Carlinhos está em todas. Não perde uma. Panelaço a favor, contra, Perfil  rede social de luto, laço de todas as cores, faixa embaixo de sua imagem, me representa, não me representa. Frase efeito nas redes sociais, hashtag…. no nosso grupo de whatsapp aqui do prédio, ele chega a ser cansativo. 

Antes mesmo da gente terminar de digitar Carlinhos está mandando um emoji, um meme, um sticker, um bonequinho personalizado  com algum cartaz genérico. 

Será que ele trabalha?  Carlinhos  é inofensivo, anda com aquela mochilinha surrada e um All Star azul todo sujo, com barba por fazer e cabelão estilo esqueci de pentear.

 Conheci a mãe dele. Um doce de mulher. Preocupada, esforçada e super mãe. Vivia gritando na janela pra ele subir que a vitamina estava pronta, que o misto quente estava esfriando, se ele queria batata frita ou purê. E lotava a geladeira de sacolés de frutas, a única maneira de fazer Carlinhos, todo orgânico e vegano hoje em dia,  comer frutas. 

Terça lá na casa de Carlinhos era o dia da sopa amarela. Ela batia os legumes no liquidificador para ele pensar que era sopa de batatas. Coitada da Dona Regina, cortou um dobrado pro menino comer abobrinha, chuchu, beterraba. Era tudo escondido. Beterraba no feijão, espinafre no muffin de chocolate, legumes na tal sopa de terça-feira. 

Carlinhos, agora todo trabalhado no hashtag #goveganfortheanimals, estudou em escolas privadas, foi a Disney com 15 e teve seu carro aos 18 anos. E apesar do seu super plano de saúde,  ele estava super nervoso essa semana com o resultado positivo de seu exame de Covid. Aglomerações em tempo de Pandemia não é uma boa ideia.

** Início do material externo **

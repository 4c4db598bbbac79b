//! Shared fixtures for the handler tests. Everything runs against an
//! in-memory sqlite database with the schema derived from the entities.

use chrono::Utc;
use sea_orm::{
    ActiveModelTrait, ConnectionTrait, Database, DatabaseConnection, DbBackend, EntityTrait,
    Schema, Set,
};

use crate::entity::{
    category, order, order_item, product, product_size, sea_orm_active_enums::OrderStatus, size,
    user,
};
use crate::routes::admin::users::hash_password;

pub async fn setup_db() -> DatabaseConnection {
    let db = Database::connect("sqlite::memory:")
        .await
        .expect("in-memory sqlite");

    let schema = Schema::new(DbBackend::Sqlite);
    let builder = db.get_database_backend();
    for stmt in [
        schema.create_table_from_entity(user::Entity),
        schema.create_table_from_entity(category::Entity),
        schema.create_table_from_entity(size::Entity),
        schema.create_table_from_entity(product::Entity),
        schema.create_table_from_entity(product_size::Entity),
        schema.create_table_from_entity(order::Entity),
        schema.create_table_from_entity(order_item::Entity),
    ] {
        db.execute(builder.build(&stmt)).await.expect("create table");
    }

    db
}

/// One category with one product in sizes M (10 in stock) and L (5 in stock).
pub struct Seeded {
    pub category: category::Model,
    pub product: product::Model,
    pub size_m: size::Model,
    pub size_l: size::Model,
    pub variant_m: product_size::Model,
    pub variant_l: product_size::Model,
}

pub async fn seed_catalog(db: &DatabaseConnection) -> Seeded {
    let category = category::ActiveModel {
        name: Set("T-Shirts".into()),
        hide: Set(false),
        ..Default::default()
    }
    .insert(db)
    .await
    .expect("seed category");

    let product = product::ActiveModel {
        category_id: Set(category.id),
        name: Set("Basic Tee".into()),
        price: Set(19.99),
        image: Set(None),
        hide: Set(false),
        ..Default::default()
    }
    .insert(db)
    .await
    .expect("seed product");

    let size_m = size::ActiveModel {
        name: Set("M".into()),
        ..Default::default()
    }
    .insert(db)
    .await
    .expect("seed size M");
    let size_l = size::ActiveModel {
        name: Set("L".into()),
        ..Default::default()
    }
    .insert(db)
    .await
    .expect("seed size L");

    let variant_m = product_size::ActiveModel {
        product_id: Set(product.id),
        size_id: Set(size_m.id),
        quantity: Set(10),
        ..Default::default()
    }
    .insert(db)
    .await
    .expect("seed variant M");
    let variant_l = product_size::ActiveModel {
        product_id: Set(product.id),
        size_id: Set(size_l.id),
        quantity: Set(5),
        ..Default::default()
    }
    .insert(db)
    .await
    .expect("seed variant L");

    Seeded {
        category,
        product,
        size_m,
        size_l,
        variant_m,
        variant_l,
    }
}

/// Account with the password `password`.
pub async fn seed_user(db: &DatabaseConnection, username: &str, staff: bool) -> user::Model {
    let now = Utc::now().naive_utc();
    user::ActiveModel {
        username: Set(username.to_string()),
        email: Set(None),
        password_hash: Set(hash_password("password").expect("hash seed password")),
        is_staff: Set(staff),
        is_superuser: Set(false),
        created_at: Set(now),
        updated_at: Set(now),
        ..Default::default()
    }
    .insert(db)
    .await
    .expect("seed user")
}

/// A fresh pending order for a fresh account, with no line items.
pub async fn seed_order(db: &DatabaseConnection) -> order::Model {
    let user = seed_user(db, "order-owner", false).await;
    let now = Utc::now().naive_utc();
    order::ActiveModel {
        user_id: Set(user.id),
        receiver: Set("Alice".into()),
        phone: Set("0123456789".into()),
        address: Set("1 Main Street".into()),
        note: Set(None),
        total_amount: Set(19.99),
        status: Set(OrderStatus::Pending),
        created_at: Set(now),
        updated_at: Set(now),
        ..Default::default()
    }
    .insert(db)
    .await
    .expect("seed order")
}

/// Set an order's status directly, bypassing the lifecycle rules.
pub async fn force_status(db: &DatabaseConnection, order_id: i32, status: OrderStatus) {
    let order = order::Entity::find_by_id(order_id)
        .one(db)
        .await
        .expect("load order")
        .expect("order exists");
    let mut active: order::ActiveModel = order.into();
    active.status = Set(status);
    active.update(db).await.expect("force status");
}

E uma bomba relógio essa doença desconhecida. Como saber a hora de ir ao hospital? Como saber se a falta de ar não é a ansiedade?

Ele sempre foi meio elétrico, sem sossego, mas agora está em silêncio no seu apartamento do décimo segundo andar. 

Eu mandei uma mensagem pra saber se ele precisava de alguma coisa hoje cedo. Ele só me respondeu no fim da tarde. Eu fiquei horrorizada com o que ele me contou. 

Você acredita que os vizinhos de porta pediram pra ele ir pra casa de uma tia, ou um hotel, para minimizar a chance deles contraírem a doença? A tia do Carlinhos tem 77 anos, é do grupo de risco. Sem noção essa vizinha. Que diga de passagem recebe manicure e cabeleireira em casa, e não dispensou sua diarista. Serviços essenciais, pelo visto.

Ele disse que só o Josias ofereceu ajuda. O folguista de sábado, da portaria. Ele que está levando os remédios, o pão, essas coisinhas básicas. 

Carlinhos disse que a vizinha da frente, enfermeira está sendo hostilizada também. Acham que ela não deveria usar o elevador, e avisar os horários para que tudo seja desinfetado. Isso depois dos aplausos aos profissionais de saúde. Imagina, depois de um plantão tenso a coitada subindo doze andares de escada. 

O povo esquece que a terra é redonda. Que um dia podem precisar dessa enfermeira no seu leito de hospital. E que é preciso ser gentil para que a vida retribua. 

Honestamente, que a gente saia melhor dessa pandemia. Pra isso serviu, para que a gente se conscientize que não dá para ser individualista em meio de uma pandemia. Dependemos uns dos outros. Dividimos o mesmo planeta, precisamos da sua quarentena para que a minha faça efeito. Que é desagradável, mas necessário o uso de máscaras, o distanciamento. Que é necessário o respeito ao outro, e a vida.hashtag # be kind people. 

Enfim, hoje é terça, estou aqui fazendo a sopa da Dona Regina pra levar pra ele. As vezes só um colo de mãe prá levantar o nosso astral e imunidade.